About this exercise: The required output is the line containing "let id = (ts" followed by every line after it to the end of the listing, each written out exactly.

Data shown:
--

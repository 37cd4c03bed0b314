pub mod conversations;
pub mod health;
pub mod users;

use axum::Router;
use utoipa::openapi::security::{Http, HttpAuthScheme, SecurityScheme};
use utoipa::{Modify, OpenApi};

use crate::AppState;

pub fn router() -> Router<AppState> {
    Router::new()
        .merge(health::router())
        .merge(crate::gateway::server::router())
        .nest(
            "/api/v1",
            conversations::router().merge(users::router()),
        )
}

struct SecurityAddon;

impl Modify for SecurityAddon {
    fn modify(&self, openapi: &mut utoipa::openapi::OpenApi) {
        if let Some(components) = openapi.components.as_mut() {
            components.add_security_scheme(
                "bearer",
                SecurityScheme::Http(Http::new(HttpAuthScheme::Bearer)),
            );
        }
    }
}

#[derive(OpenApi)]
#[openapi(
    paths(
        // Health
        health::health,
        // Conversations
        conversations::list_conversations,
        conversations::unread_total,
        conversations::mark_conversation_read,
        // Users
        users::search_users,
    ),
    components(
        schemas(
            // Error types
            crate::error::ApiErrorBody,
            crate::error::ApiErrorDetail,
            crate::error::FieldError,
            // Models
            crate::models::user::Identity,
            crate::models::conversation::ConversationView,
            crate::models::message::DirectMessage,
            crate::models::message::RoomMessage,
            // Route request/response types
            health::HealthResponse,
            conversations::ConversationsResponse,
            conversations::UnreadResponse,
            conversations::MarkReadResponse,
            users::SearchUsersResponse,
        )
    ),
    modifiers(&SecurityAddon),
    tags(
        (name = "Health", description = "Health check"),
        (name = "Conversations", description = "Direct message conversations"),
        (name = "Users", description = "User directory"),
    )
)]
pub struct ApiDoc;
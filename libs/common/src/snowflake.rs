use std::sync::Mutex;
use std::time::{SystemTime, UNIX_EPOCH};

use chrono::{DateTime, TimeZone, Utc};

/// Custom epoch: 2026-01-01T00:00:00Z in milliseconds since Unix epoch.
const CHAT_EPOCH_MS: u64 = 1_767_225_600_000;

const WORKER_BITS: u64 = 10;
const SEQUENCE_BITS: u64 = 12;
const SEQUENCE_MASK: u64 = (1 << SEQUENCE_BITS) - 1; // 4095

struct State {
    last_ms: u64,
    sequence: u64,
}

/// 64-bit snowflake ID generator used for message ids.
///
/// Layout (MSB → LSB):
/// - Bits 63–22: Timestamp (42 bits) — ms since the chat epoch
/// - Bits 21–12: Worker ID (10 bits)
/// - Bits 11–0:  Sequence (12 bits) — per-ms counter, max 4096/ms
///
/// IDs from one generator are strictly increasing, so sorting by id orders
/// messages by creation time and breaks same-millisecond ties by insertion.
pub struct SnowflakeGenerator {
    worker_id: u64,
    state: Mutex<State>,
}

impl SnowflakeGenerator {
    pub fn new(worker_id: u16) -> Self {
        assert!(
            (worker_id as u64) < (1 << WORKER_BITS),
            "worker_id must fit in {WORKER_BITS} bits"
        );
        Self {
            worker_id: worker_id as u64,
            state: Mutex::new(State {
                last_ms: 0,
                sequence: 0,
            }),
        }
    }

    pub fn generate(&self) -> i64 {
        let mut state = self.state.lock().unwrap_or_else(|e| e.into_inner());

        // A clock that steps backwards keeps issuing ids in the last
        // observed millisecond instead of going back in time.
        let mut now_ms = current_ms().max(state.last_ms);

        if now_ms == state.last_ms {
            state.sequence = (state.sequence + 1) & SEQUENCE_MASK;
            if state.sequence == 0 {
                // Sequence exhausted for this millisecond — spin-wait.
                while now_ms <= state.last_ms {
                    now_ms = current_ms();
                }
            }
        } else {
            state.sequence = 0;
        }

        state.last_ms = now_ms;

        let ts = now_ms.saturating_sub(CHAT_EPOCH_MS);
        let id = (ts << (WORKER_BITS + SEQUENCE_BITS))
            | (self.worker_id << SEQUENCE_BITS)
            | state.sequence;

        id as i64
    }
}

fn current_ms() -> u64 {
    SystemTime::now()
        .duration_since(UNIX_EPOCH)
        .map(|d| d.as_millis() as u64)
        .unwrap_or(0)
}

/// Extract the creation timestamp (ms since Unix epoch) from a snowflake ID.
pub fn snowflake_timestamp_ms(id: i64) -> u64 {
    let ts = (id as u64) >> (WORKER_BITS + SEQUENCE_BITS);
    ts + CHAT_EPOCH_MS
}

/// Creation time of a snowflake ID as a UTC timestamp.
pub fn snowflake_datetime(id: i64) -> Option<DateTime<Utc>> {
    Utc.timestamp_millis_opt(snowflake_timestamp_ms(id) as i64).single()
}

--

Response to this exercise:
        let id = (ts << (WORKER_BITS + SEQUENCE_BITS))
            | (self.worker_id << SEQUENCE_BITS)
            | state.sequence;

        id as i64
    }
}

fn current_ms() -> u64 {
    SystemTime::now()
        .duration_since(UNIX_EPOCH)
        .map(|d| d.as_millis() as u64)
        .unwrap_or(0)
}

/// Extract the creation timestamp (ms since Unix epoch) from a snowflake ID.
pub fn snowflake_timestamp_ms(id: i64) -> u64 {
    let ts = (id as u64) >> (WORKER_BITS + SEQUENCE_BITS);
    ts + CHAT_EPOCH_MS
}

/// Creation time of a snowflake ID as a UTC timestamp.
pub fn snowflake_datetime(id: i64) -> Option<DateTime<Utc>> {
    Utc.timestamp_millis_opt(snowflake_timestamp_ms(id) as i64).single()
}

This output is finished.